▶ [Exercise material]
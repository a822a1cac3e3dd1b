//! Motion error taxonomy.
//!
//! Cancellation is not an error: interrupted moves and strokes come back as
//! successful partial reports.

use archimedes_common::config::ConfigError;
use archimedes_common::cutter::request::CutSizeError;
use archimedes_common::hal::driver::HalError;
use thiserror::Error;

/// Errors raised by the motion layer and the cut sequencer.
#[derive(Debug, Clone, PartialEq, Error)]
pub enum MotionError {
    /// Non-positive or non-finite distance/RPM, unknown direction code, or a
    /// request routed to the wrong axis. Raised before any pin write.
    #[error("Invalid motion parameter: {0}")]
    InvalidMotionParameter(String),

    /// Actuator direction outside {extend, retract}. Raised before any pin write.
    #[error("Invalid actuator direction: {0:?}")]
    InvalidActuatorDirection(String),

    /// The output port rejected a write. Motion stopped, not retried.
    #[error("Hardware port fault: {0}")]
    HardwarePortFault(#[from] HalError),

    /// Requested panel size outside the configured travel.
    #[error("Cut size out of range: {0}")]
    CutSizeOutOfRange(#[from] CutSizeError),

    /// A cut job is already running.
    #[error("A cut job is already in progress")]
    JobInProgress,

    /// Machine configuration rejected when building the sequencer.
    #[error("Invalid machine configuration: {0}")]
    InvalidConfiguration(#[from] ConfigError),
}

impl MotionError {
    /// Shorthand for [`MotionError::InvalidMotionParameter`].
    pub(crate) fn invalid(reason: impl Into<String>) -> Self {
        Self::InvalidMotionParameter(reason.into())
    }

    /// `true` for errors that come from the hardware path.
    pub fn is_hardware_fault(&self) -> bool {
        matches!(self, Self::HardwarePortFault(_))
    }
}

▶ [Instructions to follow] Using the string "MotionError" as the search term, count the lines of the data above that hold it and report that number alone.

▶ [Written answer] 3